EXERCISE DETAILS >>
Each line of the records containing "IntoSystem" is to be copied out and returned.

PROVIDED INFORMATION >>
* * *

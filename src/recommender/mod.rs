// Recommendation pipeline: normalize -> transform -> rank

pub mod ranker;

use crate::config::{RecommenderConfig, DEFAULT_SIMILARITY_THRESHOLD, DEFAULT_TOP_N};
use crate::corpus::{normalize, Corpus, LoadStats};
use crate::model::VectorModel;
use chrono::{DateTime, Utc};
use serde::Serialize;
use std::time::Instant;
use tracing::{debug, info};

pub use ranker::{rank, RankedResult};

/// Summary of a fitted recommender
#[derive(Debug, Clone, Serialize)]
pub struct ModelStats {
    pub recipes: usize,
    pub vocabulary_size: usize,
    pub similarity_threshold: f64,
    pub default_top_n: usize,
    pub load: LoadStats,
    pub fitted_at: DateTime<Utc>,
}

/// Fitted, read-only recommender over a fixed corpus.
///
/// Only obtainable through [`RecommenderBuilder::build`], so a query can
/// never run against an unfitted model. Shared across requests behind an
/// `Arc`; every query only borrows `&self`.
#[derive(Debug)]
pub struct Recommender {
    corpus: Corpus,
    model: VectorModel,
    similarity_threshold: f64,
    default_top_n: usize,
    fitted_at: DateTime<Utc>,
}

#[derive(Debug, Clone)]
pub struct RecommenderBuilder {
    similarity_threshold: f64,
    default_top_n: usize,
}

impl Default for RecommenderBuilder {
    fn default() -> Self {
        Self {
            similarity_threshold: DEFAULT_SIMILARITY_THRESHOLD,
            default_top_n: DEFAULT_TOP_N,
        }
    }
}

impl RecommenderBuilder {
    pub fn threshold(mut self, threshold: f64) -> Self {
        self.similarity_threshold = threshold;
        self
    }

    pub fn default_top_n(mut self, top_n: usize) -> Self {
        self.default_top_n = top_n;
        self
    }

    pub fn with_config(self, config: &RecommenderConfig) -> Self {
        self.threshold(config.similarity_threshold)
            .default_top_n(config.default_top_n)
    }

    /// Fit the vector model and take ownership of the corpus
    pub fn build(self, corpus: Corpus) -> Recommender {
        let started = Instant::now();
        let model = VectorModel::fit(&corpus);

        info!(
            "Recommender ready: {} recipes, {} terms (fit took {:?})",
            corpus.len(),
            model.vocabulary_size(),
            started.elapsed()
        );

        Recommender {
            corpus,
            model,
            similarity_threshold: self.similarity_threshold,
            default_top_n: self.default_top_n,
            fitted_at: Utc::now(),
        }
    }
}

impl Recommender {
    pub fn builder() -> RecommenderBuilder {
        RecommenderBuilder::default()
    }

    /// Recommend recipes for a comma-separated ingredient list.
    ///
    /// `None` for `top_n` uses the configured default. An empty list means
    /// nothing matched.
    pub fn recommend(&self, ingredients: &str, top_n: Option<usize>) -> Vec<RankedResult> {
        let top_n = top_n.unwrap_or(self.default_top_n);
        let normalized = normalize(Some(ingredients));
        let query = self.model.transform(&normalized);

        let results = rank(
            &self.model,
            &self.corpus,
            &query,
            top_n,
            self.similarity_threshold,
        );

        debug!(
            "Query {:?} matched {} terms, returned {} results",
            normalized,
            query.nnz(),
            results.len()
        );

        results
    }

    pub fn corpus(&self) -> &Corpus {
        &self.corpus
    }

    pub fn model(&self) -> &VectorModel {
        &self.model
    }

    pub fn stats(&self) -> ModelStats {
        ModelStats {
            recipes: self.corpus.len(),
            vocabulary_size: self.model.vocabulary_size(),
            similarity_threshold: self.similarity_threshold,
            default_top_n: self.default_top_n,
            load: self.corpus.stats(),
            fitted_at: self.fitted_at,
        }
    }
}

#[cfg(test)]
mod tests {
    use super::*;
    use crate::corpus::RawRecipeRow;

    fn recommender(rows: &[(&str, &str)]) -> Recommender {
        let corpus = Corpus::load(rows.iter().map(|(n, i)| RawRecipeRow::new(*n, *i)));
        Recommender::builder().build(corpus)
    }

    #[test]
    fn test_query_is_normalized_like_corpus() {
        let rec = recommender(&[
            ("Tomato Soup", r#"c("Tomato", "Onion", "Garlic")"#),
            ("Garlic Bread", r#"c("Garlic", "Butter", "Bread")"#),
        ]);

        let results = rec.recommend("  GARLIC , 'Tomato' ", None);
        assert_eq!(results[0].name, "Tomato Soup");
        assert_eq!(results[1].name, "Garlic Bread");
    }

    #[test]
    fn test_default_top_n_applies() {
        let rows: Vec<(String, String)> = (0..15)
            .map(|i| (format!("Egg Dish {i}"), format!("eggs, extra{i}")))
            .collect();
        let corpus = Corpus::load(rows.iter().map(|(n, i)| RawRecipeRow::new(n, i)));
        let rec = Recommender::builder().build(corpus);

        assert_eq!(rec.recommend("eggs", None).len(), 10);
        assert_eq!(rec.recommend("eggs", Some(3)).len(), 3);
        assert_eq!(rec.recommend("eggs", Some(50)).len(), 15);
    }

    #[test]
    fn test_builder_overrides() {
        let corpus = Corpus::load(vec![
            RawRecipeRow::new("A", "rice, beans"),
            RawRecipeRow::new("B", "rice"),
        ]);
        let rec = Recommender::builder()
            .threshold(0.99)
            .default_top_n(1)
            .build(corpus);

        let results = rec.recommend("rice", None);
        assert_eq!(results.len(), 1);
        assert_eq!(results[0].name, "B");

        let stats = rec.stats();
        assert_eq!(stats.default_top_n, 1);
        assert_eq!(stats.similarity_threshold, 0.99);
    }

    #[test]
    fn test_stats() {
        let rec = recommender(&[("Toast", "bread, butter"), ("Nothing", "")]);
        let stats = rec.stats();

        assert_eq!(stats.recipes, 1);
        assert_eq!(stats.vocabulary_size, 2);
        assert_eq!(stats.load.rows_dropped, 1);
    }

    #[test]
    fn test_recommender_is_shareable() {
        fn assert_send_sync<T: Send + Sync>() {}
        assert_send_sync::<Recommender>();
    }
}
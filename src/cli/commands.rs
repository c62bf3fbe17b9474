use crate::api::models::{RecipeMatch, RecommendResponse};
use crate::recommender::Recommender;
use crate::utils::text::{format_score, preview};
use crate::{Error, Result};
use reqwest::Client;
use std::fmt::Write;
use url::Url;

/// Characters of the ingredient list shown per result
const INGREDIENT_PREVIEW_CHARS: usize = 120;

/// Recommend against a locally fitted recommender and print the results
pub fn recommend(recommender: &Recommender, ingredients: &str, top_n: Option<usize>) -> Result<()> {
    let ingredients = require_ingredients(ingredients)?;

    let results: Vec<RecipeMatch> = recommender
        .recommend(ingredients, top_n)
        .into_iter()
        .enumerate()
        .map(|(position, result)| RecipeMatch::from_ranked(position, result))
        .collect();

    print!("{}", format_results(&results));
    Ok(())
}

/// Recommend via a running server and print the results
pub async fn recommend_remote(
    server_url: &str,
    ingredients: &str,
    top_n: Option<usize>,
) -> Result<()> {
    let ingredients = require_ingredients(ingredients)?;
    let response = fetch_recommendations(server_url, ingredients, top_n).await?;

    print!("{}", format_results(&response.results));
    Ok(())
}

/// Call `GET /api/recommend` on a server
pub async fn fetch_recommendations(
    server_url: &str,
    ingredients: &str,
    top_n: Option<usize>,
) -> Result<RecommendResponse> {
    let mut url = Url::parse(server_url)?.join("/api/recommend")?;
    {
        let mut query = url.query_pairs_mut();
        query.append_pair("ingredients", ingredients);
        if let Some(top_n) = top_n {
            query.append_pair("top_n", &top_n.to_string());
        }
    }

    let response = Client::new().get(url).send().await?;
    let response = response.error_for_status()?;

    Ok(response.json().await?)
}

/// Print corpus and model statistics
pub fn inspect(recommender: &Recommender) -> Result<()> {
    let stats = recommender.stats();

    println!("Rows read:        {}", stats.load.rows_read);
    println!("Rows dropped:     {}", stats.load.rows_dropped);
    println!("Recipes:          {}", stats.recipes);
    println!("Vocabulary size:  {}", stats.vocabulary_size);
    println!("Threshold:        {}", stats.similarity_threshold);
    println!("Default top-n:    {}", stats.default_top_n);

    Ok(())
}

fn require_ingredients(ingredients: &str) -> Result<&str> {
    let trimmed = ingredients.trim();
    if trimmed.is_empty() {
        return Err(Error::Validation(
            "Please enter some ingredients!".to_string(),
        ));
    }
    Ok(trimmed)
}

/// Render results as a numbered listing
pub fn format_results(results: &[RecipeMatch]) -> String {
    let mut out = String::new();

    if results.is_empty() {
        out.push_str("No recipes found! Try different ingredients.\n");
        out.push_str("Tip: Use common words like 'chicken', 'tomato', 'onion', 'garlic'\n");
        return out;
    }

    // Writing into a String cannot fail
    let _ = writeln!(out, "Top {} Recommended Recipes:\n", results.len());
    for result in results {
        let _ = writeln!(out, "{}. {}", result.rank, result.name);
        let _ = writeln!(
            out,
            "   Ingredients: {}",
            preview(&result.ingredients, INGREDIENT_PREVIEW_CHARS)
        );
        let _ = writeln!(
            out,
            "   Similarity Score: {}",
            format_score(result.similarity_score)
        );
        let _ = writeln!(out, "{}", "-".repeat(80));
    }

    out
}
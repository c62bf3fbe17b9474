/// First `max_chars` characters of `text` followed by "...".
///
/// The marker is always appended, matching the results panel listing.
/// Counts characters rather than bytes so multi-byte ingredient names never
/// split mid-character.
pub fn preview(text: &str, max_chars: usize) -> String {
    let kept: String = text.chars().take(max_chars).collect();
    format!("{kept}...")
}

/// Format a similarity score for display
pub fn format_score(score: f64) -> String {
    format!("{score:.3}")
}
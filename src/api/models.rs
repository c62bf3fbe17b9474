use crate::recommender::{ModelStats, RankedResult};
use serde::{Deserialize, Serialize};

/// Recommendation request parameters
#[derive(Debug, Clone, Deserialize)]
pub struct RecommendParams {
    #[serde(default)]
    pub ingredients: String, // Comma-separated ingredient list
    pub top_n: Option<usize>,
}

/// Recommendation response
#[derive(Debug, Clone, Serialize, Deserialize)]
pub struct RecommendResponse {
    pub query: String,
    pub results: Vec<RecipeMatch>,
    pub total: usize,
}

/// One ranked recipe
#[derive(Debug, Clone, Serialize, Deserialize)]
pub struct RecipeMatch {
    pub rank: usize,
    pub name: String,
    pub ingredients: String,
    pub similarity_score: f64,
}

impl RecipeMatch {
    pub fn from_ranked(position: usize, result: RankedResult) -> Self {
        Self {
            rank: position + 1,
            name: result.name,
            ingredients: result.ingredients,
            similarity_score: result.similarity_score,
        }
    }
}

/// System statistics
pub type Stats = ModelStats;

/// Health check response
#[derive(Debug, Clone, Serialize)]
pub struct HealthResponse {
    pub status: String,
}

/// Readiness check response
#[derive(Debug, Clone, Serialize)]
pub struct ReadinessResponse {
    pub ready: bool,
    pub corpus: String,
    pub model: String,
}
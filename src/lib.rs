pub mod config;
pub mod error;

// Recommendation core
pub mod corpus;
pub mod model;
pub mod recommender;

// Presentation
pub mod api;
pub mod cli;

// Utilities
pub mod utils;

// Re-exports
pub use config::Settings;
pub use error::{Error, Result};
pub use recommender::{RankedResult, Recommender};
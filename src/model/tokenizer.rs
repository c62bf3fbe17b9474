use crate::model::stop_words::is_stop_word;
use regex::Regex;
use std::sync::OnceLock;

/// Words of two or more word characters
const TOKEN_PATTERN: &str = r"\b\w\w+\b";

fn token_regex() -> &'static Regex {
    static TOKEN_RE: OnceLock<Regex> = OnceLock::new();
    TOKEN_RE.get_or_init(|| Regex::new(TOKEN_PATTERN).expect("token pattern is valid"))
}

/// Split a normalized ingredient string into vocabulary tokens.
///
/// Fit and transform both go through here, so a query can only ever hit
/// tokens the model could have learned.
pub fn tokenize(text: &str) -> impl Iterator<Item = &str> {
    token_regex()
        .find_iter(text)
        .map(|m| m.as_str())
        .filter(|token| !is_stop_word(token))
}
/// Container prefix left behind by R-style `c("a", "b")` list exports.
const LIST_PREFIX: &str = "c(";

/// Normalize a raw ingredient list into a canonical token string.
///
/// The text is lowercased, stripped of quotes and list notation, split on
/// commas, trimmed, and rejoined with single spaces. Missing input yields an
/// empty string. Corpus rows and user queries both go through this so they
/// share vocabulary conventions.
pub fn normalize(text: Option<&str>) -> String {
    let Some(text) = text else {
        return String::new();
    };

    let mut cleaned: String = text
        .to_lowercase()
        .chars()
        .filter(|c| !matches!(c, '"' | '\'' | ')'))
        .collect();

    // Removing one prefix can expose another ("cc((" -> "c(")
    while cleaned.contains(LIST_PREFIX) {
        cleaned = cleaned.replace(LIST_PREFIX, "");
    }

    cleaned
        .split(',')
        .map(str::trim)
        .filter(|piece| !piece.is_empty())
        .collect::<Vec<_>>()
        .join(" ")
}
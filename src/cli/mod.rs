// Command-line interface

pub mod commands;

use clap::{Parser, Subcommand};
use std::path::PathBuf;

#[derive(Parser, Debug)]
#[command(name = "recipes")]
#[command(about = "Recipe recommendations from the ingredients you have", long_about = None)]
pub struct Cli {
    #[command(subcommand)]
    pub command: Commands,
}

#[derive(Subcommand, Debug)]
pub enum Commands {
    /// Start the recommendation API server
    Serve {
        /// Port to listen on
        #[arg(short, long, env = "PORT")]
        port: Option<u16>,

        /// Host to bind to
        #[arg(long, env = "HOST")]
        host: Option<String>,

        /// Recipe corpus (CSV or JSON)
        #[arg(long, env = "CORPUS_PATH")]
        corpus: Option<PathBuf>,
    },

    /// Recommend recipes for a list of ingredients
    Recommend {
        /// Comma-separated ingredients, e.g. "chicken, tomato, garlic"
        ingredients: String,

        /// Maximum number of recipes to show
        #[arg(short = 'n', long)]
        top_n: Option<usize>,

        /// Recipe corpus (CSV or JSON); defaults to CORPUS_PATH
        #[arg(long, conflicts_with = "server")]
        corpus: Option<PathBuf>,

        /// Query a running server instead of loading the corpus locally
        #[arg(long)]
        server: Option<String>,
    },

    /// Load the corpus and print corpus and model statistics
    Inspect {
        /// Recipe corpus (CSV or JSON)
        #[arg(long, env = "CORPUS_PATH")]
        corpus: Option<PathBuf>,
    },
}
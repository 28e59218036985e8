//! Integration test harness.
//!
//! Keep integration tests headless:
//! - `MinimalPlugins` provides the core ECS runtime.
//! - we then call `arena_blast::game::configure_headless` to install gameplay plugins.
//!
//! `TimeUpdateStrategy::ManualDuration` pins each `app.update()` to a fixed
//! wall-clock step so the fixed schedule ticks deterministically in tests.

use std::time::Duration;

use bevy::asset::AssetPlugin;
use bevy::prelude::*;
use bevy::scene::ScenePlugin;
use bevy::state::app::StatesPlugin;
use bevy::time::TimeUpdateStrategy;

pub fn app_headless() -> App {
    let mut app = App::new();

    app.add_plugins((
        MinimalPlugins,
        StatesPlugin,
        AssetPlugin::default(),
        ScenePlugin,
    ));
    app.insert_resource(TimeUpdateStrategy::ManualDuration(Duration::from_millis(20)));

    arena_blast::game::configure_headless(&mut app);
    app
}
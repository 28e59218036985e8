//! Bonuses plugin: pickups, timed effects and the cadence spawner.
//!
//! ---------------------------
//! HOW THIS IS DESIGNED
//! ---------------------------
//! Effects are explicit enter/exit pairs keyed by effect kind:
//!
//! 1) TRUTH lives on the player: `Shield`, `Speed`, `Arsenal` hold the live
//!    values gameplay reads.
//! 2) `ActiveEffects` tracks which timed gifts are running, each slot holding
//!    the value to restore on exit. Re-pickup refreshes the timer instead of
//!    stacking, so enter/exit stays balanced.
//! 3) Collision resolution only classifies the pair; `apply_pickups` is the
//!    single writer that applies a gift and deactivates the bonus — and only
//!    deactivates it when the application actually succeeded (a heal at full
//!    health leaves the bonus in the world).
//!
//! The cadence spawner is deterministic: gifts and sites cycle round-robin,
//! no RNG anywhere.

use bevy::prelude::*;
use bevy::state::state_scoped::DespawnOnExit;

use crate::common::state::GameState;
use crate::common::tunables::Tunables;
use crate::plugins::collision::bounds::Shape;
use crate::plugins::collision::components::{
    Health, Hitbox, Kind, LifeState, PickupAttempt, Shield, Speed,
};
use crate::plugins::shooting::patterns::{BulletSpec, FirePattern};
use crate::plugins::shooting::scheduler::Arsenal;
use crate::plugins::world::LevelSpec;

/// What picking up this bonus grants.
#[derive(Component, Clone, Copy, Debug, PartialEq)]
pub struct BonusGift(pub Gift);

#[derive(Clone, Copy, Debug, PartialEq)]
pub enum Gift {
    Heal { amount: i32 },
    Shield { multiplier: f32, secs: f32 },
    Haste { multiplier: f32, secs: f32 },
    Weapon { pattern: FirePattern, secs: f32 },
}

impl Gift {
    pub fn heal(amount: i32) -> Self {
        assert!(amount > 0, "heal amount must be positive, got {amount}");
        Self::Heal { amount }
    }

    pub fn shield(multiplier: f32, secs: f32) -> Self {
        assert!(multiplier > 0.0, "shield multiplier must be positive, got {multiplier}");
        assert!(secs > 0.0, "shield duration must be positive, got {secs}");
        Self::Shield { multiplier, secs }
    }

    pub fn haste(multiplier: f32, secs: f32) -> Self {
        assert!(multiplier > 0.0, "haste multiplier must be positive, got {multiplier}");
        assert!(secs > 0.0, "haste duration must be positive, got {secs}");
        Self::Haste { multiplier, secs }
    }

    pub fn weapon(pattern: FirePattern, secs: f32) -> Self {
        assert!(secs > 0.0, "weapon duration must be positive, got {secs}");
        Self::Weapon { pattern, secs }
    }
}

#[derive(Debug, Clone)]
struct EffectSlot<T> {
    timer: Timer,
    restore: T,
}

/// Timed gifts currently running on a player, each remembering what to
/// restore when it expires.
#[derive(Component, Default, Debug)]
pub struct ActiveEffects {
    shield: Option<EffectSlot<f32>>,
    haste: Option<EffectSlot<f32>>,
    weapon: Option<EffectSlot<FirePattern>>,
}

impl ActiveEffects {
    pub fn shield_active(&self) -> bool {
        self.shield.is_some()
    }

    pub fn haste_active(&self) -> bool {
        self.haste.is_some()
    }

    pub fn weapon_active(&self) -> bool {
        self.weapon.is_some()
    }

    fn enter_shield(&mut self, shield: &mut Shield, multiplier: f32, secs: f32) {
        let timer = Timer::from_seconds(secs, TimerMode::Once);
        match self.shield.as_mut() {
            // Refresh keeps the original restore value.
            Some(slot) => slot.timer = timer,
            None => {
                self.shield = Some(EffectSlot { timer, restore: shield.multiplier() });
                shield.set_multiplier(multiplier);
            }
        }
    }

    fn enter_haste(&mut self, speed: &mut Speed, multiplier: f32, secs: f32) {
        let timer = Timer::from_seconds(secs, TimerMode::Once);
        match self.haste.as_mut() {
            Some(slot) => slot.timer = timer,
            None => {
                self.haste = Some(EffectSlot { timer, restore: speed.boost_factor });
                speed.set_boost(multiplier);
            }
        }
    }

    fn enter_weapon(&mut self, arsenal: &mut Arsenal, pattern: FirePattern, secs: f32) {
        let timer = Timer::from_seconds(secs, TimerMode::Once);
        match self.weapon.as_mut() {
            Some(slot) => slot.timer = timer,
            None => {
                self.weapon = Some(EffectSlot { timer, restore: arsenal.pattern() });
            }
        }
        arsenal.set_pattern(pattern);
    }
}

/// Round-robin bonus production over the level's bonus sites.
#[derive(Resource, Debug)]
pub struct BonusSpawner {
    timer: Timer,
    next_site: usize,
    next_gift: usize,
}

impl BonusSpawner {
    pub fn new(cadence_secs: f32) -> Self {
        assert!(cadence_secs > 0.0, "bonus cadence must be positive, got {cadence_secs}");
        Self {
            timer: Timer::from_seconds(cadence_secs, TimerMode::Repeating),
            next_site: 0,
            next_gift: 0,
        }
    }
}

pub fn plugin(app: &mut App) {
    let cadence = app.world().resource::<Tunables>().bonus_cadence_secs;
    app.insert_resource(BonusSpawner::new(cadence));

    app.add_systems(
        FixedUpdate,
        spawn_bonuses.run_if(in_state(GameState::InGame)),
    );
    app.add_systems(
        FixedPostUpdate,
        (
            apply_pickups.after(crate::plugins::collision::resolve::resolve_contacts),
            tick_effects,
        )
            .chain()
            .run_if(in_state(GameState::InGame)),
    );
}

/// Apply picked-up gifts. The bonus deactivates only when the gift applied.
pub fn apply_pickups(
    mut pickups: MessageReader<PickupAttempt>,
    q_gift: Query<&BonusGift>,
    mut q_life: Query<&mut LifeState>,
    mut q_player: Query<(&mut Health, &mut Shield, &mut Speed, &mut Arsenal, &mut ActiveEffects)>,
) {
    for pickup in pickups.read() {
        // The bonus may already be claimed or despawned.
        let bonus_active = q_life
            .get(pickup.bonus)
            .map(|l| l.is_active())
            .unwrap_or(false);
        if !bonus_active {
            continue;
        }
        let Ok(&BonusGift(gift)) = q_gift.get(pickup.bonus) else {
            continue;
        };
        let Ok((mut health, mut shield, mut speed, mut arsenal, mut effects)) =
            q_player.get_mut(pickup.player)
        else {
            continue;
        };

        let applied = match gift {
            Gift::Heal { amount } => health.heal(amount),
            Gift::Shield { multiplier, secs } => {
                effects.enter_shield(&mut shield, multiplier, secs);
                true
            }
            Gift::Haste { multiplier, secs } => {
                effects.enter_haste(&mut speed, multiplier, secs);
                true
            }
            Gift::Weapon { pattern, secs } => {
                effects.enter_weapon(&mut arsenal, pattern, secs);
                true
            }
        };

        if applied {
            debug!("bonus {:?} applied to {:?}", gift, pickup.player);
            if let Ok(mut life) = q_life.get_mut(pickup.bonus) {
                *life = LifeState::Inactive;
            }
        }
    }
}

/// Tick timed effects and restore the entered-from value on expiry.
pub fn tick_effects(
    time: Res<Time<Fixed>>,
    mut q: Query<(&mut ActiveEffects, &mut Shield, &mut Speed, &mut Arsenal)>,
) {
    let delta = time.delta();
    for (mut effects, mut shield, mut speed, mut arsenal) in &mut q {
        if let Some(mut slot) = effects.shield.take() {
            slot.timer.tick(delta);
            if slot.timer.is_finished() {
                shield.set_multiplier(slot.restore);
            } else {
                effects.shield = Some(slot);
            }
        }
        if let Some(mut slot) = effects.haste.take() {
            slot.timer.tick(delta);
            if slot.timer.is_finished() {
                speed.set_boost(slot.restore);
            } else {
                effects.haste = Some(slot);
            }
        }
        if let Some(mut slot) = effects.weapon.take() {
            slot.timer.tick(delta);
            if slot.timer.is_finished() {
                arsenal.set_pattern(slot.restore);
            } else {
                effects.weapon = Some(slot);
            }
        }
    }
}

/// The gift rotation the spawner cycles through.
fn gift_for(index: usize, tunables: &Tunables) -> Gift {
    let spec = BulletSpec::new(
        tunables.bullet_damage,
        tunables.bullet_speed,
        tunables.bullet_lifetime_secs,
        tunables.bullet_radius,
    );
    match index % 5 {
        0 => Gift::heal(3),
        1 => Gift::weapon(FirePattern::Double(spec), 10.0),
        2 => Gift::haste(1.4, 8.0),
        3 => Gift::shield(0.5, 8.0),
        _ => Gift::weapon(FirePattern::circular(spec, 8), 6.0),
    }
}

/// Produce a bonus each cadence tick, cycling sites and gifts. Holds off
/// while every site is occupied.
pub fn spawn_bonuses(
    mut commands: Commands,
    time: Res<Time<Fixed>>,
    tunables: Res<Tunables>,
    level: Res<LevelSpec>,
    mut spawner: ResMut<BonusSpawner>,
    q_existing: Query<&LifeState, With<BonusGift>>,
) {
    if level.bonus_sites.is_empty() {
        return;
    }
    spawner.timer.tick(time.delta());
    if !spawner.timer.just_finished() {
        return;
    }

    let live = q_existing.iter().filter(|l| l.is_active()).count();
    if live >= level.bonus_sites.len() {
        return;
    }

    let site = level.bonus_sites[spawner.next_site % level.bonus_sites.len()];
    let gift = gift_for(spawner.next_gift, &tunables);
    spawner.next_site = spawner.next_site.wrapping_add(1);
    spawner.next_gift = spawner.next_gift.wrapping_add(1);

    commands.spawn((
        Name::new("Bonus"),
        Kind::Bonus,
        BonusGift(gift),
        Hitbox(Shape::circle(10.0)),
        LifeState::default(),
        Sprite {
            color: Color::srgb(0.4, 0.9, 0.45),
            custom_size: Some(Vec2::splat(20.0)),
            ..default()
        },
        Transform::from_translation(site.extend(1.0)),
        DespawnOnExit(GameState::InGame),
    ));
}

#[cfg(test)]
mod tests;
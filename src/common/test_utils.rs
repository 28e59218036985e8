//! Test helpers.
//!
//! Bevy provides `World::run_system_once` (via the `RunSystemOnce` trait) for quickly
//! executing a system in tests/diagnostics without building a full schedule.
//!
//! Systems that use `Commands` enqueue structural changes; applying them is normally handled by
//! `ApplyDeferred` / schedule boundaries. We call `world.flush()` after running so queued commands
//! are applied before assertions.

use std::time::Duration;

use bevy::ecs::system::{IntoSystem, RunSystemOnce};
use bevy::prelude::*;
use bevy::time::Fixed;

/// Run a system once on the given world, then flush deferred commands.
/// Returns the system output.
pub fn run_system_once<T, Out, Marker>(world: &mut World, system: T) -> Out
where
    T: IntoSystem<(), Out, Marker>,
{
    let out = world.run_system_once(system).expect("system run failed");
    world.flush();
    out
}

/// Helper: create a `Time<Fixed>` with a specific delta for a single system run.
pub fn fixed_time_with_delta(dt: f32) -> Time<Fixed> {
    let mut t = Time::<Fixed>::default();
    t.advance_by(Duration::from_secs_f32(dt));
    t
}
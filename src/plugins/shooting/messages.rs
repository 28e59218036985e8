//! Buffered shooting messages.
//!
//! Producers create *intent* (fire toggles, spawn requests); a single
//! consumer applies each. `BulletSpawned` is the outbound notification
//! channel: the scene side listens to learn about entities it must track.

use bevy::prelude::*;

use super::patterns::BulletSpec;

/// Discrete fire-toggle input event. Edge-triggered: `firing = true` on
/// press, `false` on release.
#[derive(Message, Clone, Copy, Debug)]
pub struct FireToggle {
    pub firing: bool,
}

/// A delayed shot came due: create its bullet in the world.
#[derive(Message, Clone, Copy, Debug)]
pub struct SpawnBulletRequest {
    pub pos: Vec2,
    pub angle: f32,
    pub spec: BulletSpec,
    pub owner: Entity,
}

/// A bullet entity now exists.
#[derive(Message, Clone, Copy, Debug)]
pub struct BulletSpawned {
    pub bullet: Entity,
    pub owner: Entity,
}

* * *

TASK SOLUTION >>
use bevy::ecs::system::{IntoSystem, RunSystemOnce};
    T: IntoSystem<(), Out, Marker>,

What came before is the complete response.